So many times, and in such variety of styles, has the life of Oliver Goldsmith been written, that in this age, of which his memoir by Forster is the production of biographical literature, there will doubtless be some ready to charge us with making vain repetitions in attempting another portrait of that remarkable man. Graver objections could however be urged against us if we were altogether to exclude him from these pages. And the story of his experiences is one which will bear frequent telling, and the moral they enforce, like the teaching of a village spire, can never be out of place.

Born in an obscure and almost unapproachable Irish village, Pallas or Pallasmore, co. Longford, on the 10th of November, 1728, Oliver entered the world as he left it- -a child of poverty. His father was a needy parson of the established church, with the famous income of £40 a year. In 1730, two years after little Oliver's birth, the worthy clergyman succeeded to the living of Kilkenny West, a parish about six miles from Pallasmore, and so obtained a revenue of almost £200 per annum, but this comparative prosperity was in truth only a just tolerable burden of penury; for the Rev. Charles Goldsmith had seven children besides the poet-three girls and four boys. Of this family two died in youth, but the others survived to experience different fortunes. Henry lived and died a humble village pastor and schoolmaster; Charles made an unfortunate emigration to Jamaica, and eventually died in extreme poverty in London at the beginning of the present century;

Maurice was a drudging cabinet maker in Charlestown, co. Roscommon; Catherine became the wife of a rich man, who seems to have cherished a prudent dislike to poor relations ; and Jane married a Mr. Johnston, whose penilessness accorded with the condition of his wife's family. Of Oliver we have now to speak.

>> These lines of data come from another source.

//! The tagged value primitive.
//!
//! A [`Tagged<T>`] is immutable once built: there are no `&mut` accessors,
//! and moving to a new domain state means consuming the old value and
//! constructing a new one under a different tag.

use std::fmt;
use std::hash::{Hash, Hasher};
use std::marker::PhantomData;

use serde::de::Error as _;
use serde::ser::SerializeStruct;
use serde::{Deserialize, Deserializer, Serialize, Serializer};
use thiserror::Error;

/// A discriminant known at compile time.
///
/// The associated `Payload` type is what makes the payload's type a function
/// of the tag: every `Tagged<T>` carries exactly a `T::Payload`.
///
/// Tags are usually declared with [`tag!`](crate::tag), which produces an
/// uninhabited type that exists only at the type level.
pub trait Tag {
    /// Label reported by [`Tagged::tag`] and used on the wire.
    const NAME: &'static str;

    type Payload;
}

/// A payload fixed to the variant named by `T`.
///
/// Identity is nominal. The following does not compile even though both tags
/// carry a `u32`:
///
/// ```compile_fail
/// use statecraft_types::{Tagged, tag};
///
/// tag!(Width => u32);
/// tag!(Height => u32);
///
/// let width: Tagged<Width> = Tagged::new(10);
/// let height: Tagged<Height> = width;
/// ```
pub struct Tagged<T: Tag> {
    value: T::Payload,
    _tag: PhantomData<T>,
}

/// Build a tagged value. Construction always succeeds; checking that the
/// payload is legal belongs to the smart constructor that calls this.
pub fn create_tagged<T: Tag>(value: T::Payload) -> Tagged<T> {
    Tagged::new(value)
}

impl<T: Tag> Tagged<T> {
    pub fn new(value: T::Payload) -> Self {
        Self {
            value,
            _tag: PhantomData,
        }
    }

    #[must_use]
    pub fn tag(&self) -> &'static str {
        T::NAME
    }

    #[must_use]
    pub fn value(&self) -> &T::Payload {
        &self.value
    }

    #[must_use]
    pub fn into_value(self) -> T::Payload {
        self.value
    }
}

impl<T: Tag<Payload = &'static str>> Tagged<T> {
    /// The payload-less form: a singleton whose payload is the tag label.
    #[must_use]
    pub fn marker() -> Self {
        Self::new(T::NAME)
    }
}

impl<T: Tag> Clone for Tagged<T>
where
    T::Payload: Clone,
{
    fn clone(&self) -> Self {
        Self::new(self.value.clone())
    }
}

impl<T: Tag> Copy for Tagged<T> where T::Payload: Copy {}

impl<T: Tag> PartialEq for Tagged<T>
where
    T::Payload: PartialEq,
{
    fn eq(&self, other: &Self) -> bool {
        self.value == other.value
    }
}

impl<T: Tag> Eq for Tagged<T> where T::Payload: Eq {}

impl<T: Tag> Hash for Tagged<T>
where
    T::Payload: Hash,
{
    fn hash<H: Hasher>(&self, state: &mut H) {
        T::NAME.hash(state);
        self.value.hash(state);
    }
}

impl<T: Tag> fmt::Debug for Tagged<T>
where
    T::Payload: fmt::Debug,
{
    fn fmt(&self, f: &mut fmt::Formatter<'_>) -> fmt::Result {
        f.debug_tuple(T::NAME).field(&self.value).finish()
    }
}

// ============================================================================
// Serde
// ============================================================================

/// Returned when a serialized tagged value names a different variant.
#[derive(Debug, Clone, PartialEq, Eq, Error)]
#[error("expected tag `{expected}`, found `{found}`")]
pub struct TagMismatch {
    pub expected: &'static str,
    pub found: String,
}

impl<T: Tag> Serialize for Tagged<T>
where
    T::Payload: Serialize,
{
    fn serialize<S>(&self, serializer: S) -> Result<S::Ok, S::Error>
    where
        S: Serializer,
    {
        let mut state = serializer.serialize_struct("Tagged", 2)?;
        state.serialize_field("tag", T::NAME)?;
        state.serialize_field("value", &self.value)?;
        state.end()
    }
}

impl<'de, T: Tag> Deserialize<'de> for Tagged<T>
where
    T::Payload: Deserialize<'de>,
{
    fn deserialize<D>(deserializer: D) -> Result<Self, D::Error>
    where
        D: Deserializer<'de>,
    {
        #[derive(Deserialize)]
        struct TaggedWire<P> {
            tag: String,
            value: P,
        }

        let wire = TaggedWire::<T::Payload>::deserialize(deserializer)?;
        if wire.tag != T::NAME {
            return Err(D::Error::custom(TagMismatch {
                expected: T::NAME,
                found: wire.tag,
            }));
        }
        Ok(Self::new(wire.value))
    }
}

An ugly little boy, deeply marked by the small-pox which attacked him in his seventh or eighth year, "an impenetrably stupid" little boy, who would not learn to read, and yet a droll, merry little fright, Oliver in his childhood made acquaintance with the treatment he was to experience all through life, a treatment in which contempt, severity, and caressing, jostled each other. On the 11th of June, 1745, after having scrambled through a poor preliminary education in different schools and under indifferent masters, Oliver entered the University of Dublin, covering his ragged coat and rough head with the coarse sleeveless gown of black stuff and the red cap of a sizar. The boy was just upon seventeen years of age, had a vague notion that his desire to be a scholar distinguished him from the vulgar of the human race, had a jealous and proud consciousness that he was a gentleman of a gentle family, and withal harboured in his young untaught mind an ambition for distinction, and a morbid love of approbation. His extreme ugliness was not, it would seem, a sufficient torture to his greater vanity; fate had other mortifications in store for him. As a recipient of college charity he had to wear the blood red badge of servitude, to shoulder a broom and sweep the courts of Trinity, to carry dishes from the kitchen to the hall, and to perform all the duties of a waiter at the dinner till the fellows rose from their table. His good uncle Contarine, who married the Rev. Charles Goldsmith's sister, supplied him from time to time with small sums of money, but they were not sufficient for his petty necessities; he had to pawn his books of study, to write songs at five shillings

a piece, for the ballad-mongers, and still to go about in rags, and badly shod. When he came in after life to be a celebrated man, and the rage of the town was directed to him, bishops and statesmen were fond of talking about their old college companion, Dr. Goldsmith; but little intercourse did the rich and well favoured young gentlemen, who in due course developed into rulers of the church and directors of the country, hold with the red-capped sizar. Bullies are to be found everywhere, but we are inclined to think they are more plentiful amongst the ranks of pedagogues than elsewhere, and that they exist in more gigantic proportions amongst college tutors than in any humbler class of the scholastic profession. What university man cannot point to a lecture room where a much fuller measure of professorial urbanity is bestowed on my Lord Tufto than on hearty Jack Smith, and where the needy scholar smarts under insolent reproof that never visits the shortcomings of a youthful patrician ? Goldsmith's tutor, Mr. Theaker

Wilder, was one of a class. This gentleman after rating and storming at the luckless sizar on every imaginable ground, and with every figure of rhetoric, after sneering at his want of money, and swearing at him for his stupidity and nervousness, concluded by knocking him down with. his fist. But even while under the oppression of this brute, Goldsmith had his minutes of happiness. At night he prowled about the city, and at the corners of gin and whisky palaces heard his ballads sung to admiring audiences of beggars. Poor too as he was, he was continually giving to those who were poorer; and on one occasion he gave the blankets off his bed to the homeless mother of five starving children. The weather was bitterly cold, and the generous young man to obtain the requisite warmth for himself, cut open his mattress at the top and slipped down into the stuffing.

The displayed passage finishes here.